• [MATERIAL FOR THE TASK]:
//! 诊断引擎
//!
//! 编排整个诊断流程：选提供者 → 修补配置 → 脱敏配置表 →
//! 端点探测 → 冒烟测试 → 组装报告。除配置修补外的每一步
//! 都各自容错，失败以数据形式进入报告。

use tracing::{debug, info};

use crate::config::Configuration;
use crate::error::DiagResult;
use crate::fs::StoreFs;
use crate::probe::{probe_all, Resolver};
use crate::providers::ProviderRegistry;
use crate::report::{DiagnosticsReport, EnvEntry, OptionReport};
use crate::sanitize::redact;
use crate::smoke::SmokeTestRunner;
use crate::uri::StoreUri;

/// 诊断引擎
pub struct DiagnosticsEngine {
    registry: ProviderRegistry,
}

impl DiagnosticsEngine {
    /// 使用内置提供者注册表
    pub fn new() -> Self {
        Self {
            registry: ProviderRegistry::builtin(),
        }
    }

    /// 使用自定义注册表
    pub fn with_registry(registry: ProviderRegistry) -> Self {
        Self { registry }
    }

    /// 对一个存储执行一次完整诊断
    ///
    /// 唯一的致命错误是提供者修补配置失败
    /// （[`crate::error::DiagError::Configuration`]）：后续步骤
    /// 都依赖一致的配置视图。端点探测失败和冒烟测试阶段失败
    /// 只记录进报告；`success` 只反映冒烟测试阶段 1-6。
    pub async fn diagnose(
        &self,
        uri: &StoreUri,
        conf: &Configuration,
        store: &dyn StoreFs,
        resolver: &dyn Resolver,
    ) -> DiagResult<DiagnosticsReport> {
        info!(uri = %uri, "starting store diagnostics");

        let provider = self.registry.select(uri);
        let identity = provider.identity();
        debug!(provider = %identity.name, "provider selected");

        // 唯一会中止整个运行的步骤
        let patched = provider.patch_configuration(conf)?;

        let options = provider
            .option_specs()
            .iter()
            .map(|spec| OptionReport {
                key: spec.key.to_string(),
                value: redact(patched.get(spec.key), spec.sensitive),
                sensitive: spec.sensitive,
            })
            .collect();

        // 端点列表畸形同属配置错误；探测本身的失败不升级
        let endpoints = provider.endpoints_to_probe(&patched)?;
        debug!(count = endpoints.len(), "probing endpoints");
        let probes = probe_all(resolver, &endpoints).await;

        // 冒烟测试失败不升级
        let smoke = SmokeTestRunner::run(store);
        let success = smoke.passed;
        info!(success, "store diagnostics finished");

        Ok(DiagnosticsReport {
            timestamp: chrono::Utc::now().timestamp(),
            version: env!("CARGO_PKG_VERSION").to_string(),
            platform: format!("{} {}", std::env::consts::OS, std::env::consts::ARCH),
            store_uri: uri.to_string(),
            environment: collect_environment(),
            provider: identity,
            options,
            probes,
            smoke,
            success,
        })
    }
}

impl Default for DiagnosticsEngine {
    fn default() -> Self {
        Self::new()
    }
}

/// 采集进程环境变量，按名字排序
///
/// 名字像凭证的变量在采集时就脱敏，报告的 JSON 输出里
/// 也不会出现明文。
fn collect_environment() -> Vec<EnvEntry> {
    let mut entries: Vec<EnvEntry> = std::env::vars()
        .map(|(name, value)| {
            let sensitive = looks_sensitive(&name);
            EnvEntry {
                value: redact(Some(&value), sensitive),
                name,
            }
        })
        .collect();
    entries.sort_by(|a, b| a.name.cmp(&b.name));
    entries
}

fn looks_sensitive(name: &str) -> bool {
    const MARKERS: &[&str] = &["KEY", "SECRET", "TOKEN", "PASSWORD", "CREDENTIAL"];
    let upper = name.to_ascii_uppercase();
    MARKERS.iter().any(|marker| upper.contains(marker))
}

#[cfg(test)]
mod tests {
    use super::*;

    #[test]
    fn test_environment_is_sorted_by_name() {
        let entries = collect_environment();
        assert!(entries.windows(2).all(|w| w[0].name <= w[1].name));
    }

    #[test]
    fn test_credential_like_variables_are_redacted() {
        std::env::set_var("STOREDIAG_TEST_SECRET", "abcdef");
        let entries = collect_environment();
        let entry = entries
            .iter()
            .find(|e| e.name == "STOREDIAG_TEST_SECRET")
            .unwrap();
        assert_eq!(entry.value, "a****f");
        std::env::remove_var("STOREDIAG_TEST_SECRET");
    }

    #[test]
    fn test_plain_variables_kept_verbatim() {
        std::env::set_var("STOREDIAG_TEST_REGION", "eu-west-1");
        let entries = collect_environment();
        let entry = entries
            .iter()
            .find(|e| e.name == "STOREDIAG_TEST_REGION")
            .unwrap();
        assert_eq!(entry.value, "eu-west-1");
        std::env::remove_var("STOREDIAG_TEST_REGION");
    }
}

---

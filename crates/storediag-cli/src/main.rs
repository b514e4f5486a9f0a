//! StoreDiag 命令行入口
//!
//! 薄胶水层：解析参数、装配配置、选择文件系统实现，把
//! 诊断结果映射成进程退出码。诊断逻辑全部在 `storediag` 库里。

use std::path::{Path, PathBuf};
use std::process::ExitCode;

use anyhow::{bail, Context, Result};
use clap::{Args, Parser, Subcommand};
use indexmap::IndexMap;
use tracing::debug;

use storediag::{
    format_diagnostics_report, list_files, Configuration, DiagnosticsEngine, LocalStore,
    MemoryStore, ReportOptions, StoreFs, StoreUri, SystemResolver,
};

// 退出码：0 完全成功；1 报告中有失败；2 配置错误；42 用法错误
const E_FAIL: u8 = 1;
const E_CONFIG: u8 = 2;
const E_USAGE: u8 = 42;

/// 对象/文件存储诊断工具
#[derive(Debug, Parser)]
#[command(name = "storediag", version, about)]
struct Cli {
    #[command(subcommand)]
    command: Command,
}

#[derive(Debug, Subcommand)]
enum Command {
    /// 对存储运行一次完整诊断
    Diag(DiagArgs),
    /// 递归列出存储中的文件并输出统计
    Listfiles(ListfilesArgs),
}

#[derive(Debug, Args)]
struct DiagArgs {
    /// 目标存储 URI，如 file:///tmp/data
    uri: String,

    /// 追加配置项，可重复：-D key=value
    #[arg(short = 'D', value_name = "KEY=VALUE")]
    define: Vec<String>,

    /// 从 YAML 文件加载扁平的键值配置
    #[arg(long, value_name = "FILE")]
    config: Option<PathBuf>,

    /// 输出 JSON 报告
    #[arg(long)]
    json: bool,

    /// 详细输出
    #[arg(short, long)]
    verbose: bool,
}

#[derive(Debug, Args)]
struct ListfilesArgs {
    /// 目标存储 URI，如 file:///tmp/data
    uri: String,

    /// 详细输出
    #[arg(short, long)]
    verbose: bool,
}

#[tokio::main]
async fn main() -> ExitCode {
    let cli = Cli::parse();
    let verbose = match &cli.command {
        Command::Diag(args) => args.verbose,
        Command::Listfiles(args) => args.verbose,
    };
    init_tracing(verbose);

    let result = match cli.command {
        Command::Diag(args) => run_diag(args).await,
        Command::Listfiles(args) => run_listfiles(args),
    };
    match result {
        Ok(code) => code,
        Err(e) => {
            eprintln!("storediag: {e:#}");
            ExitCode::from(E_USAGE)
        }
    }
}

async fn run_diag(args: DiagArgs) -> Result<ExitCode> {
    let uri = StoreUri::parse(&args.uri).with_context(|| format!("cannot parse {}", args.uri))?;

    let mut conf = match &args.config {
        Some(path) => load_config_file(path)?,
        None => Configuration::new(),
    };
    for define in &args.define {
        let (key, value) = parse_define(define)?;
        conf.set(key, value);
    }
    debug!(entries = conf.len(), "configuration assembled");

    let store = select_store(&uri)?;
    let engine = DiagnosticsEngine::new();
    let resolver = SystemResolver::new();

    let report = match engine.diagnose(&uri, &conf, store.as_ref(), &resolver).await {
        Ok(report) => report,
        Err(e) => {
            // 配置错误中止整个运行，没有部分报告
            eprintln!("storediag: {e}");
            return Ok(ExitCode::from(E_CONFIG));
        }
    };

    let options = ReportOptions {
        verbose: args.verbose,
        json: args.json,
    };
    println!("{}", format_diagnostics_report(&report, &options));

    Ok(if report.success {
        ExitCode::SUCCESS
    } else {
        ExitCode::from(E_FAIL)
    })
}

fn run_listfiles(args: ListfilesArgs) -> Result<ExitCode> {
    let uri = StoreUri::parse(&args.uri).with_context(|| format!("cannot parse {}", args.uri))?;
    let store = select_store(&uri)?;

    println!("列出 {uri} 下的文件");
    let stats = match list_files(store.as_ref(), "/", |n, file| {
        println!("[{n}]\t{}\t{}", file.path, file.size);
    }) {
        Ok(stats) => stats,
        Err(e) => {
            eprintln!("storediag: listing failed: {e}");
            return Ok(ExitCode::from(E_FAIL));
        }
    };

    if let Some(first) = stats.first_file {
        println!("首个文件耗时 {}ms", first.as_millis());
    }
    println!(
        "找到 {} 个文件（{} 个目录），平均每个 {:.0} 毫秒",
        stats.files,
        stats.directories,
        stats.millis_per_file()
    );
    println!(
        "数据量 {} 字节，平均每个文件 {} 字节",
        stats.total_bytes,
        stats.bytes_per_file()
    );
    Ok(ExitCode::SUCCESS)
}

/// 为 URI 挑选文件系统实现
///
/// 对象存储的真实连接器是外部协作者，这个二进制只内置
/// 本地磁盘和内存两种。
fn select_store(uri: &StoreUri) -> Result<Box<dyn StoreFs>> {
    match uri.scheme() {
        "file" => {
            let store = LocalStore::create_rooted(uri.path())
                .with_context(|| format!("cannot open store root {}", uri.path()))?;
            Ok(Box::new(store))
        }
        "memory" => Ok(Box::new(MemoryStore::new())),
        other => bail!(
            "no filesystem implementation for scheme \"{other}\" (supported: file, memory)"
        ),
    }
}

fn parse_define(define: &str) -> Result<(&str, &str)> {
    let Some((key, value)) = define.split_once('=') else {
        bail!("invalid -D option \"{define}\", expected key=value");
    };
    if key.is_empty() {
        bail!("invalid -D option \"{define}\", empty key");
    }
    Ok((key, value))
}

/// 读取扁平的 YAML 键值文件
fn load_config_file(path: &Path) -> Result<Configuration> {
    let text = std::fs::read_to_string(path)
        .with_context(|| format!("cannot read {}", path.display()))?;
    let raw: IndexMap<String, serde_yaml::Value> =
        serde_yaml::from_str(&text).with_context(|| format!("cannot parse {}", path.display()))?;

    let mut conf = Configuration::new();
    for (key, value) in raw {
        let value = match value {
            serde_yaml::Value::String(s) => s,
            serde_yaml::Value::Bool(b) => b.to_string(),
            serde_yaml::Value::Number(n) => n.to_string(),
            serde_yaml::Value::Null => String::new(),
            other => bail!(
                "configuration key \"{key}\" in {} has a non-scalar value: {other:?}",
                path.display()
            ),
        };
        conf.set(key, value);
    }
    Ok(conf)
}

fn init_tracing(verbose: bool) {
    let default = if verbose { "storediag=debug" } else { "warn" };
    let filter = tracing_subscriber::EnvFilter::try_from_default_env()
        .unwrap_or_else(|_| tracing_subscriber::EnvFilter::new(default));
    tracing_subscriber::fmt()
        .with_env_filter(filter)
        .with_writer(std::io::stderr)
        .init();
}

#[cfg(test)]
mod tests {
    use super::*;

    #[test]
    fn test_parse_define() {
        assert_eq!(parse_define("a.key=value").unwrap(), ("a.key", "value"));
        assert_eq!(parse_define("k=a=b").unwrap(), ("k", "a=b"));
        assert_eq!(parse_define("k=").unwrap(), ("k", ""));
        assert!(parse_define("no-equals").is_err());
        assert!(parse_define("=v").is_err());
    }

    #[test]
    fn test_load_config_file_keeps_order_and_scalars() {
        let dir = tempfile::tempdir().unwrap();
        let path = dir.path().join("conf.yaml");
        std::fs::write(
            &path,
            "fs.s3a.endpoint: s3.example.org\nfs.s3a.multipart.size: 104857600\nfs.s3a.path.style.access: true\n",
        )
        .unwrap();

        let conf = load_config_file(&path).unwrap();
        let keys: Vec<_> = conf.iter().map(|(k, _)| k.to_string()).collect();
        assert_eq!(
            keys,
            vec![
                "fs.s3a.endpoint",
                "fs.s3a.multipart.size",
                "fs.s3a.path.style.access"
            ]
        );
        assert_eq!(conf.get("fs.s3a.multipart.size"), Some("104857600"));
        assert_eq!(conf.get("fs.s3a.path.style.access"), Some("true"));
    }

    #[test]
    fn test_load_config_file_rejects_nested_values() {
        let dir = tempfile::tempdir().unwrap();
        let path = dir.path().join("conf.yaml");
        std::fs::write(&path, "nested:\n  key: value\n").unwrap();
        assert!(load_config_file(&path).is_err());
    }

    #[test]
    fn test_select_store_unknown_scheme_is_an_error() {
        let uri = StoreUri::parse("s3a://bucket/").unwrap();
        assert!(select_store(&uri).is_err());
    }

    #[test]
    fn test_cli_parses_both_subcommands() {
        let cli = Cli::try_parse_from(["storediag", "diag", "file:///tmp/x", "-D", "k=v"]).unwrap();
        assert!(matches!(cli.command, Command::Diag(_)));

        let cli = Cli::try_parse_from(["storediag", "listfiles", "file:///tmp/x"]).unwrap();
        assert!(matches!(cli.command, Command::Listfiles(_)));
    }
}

---

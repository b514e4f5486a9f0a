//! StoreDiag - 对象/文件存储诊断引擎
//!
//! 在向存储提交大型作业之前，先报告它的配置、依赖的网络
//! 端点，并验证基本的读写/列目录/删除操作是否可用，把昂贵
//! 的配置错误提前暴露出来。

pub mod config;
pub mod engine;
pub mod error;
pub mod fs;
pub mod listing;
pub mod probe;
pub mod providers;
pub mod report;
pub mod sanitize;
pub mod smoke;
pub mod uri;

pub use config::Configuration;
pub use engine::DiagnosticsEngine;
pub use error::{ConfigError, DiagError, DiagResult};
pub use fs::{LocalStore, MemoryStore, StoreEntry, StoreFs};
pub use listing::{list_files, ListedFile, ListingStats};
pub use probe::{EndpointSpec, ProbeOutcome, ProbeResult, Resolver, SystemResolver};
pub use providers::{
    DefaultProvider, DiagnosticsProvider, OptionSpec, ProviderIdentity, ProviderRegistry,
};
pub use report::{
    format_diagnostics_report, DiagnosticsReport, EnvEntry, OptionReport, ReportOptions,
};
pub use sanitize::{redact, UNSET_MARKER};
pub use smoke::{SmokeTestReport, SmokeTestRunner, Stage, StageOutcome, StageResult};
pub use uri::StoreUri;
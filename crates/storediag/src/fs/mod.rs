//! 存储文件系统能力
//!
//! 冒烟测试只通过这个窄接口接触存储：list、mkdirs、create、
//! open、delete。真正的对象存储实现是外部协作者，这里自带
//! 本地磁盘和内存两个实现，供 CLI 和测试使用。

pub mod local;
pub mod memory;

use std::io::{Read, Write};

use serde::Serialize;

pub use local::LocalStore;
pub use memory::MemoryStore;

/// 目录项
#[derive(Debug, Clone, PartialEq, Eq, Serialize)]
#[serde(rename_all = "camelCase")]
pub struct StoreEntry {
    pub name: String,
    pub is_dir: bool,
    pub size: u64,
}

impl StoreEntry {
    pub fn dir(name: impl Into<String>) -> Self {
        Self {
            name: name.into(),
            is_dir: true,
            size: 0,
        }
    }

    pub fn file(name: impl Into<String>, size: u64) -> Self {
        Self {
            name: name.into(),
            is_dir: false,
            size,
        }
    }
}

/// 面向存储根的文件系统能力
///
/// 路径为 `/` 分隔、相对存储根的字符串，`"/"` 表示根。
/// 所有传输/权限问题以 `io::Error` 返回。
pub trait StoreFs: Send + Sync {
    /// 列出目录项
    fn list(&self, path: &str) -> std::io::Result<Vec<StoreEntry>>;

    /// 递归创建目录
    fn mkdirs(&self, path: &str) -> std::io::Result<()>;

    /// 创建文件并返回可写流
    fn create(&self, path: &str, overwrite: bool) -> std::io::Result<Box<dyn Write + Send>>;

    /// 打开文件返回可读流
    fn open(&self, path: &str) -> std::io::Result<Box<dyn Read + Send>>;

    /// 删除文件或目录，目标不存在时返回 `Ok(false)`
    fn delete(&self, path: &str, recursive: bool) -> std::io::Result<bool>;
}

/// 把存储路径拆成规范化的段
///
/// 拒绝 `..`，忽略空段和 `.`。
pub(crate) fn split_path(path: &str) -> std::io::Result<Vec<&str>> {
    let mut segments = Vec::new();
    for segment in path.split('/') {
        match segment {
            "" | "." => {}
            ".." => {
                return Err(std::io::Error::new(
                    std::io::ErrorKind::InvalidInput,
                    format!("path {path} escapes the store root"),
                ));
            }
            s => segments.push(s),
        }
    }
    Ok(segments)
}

• [TASK DETAILS]: Which lines in the listing have the string "long"? Pick them out and copy them.

• [SOLUTION BELOW]:
    #[arg(long, value_name = "FILE")]
    #[arg(long)]
    #[arg(short, long)]
    #[arg(short, long)]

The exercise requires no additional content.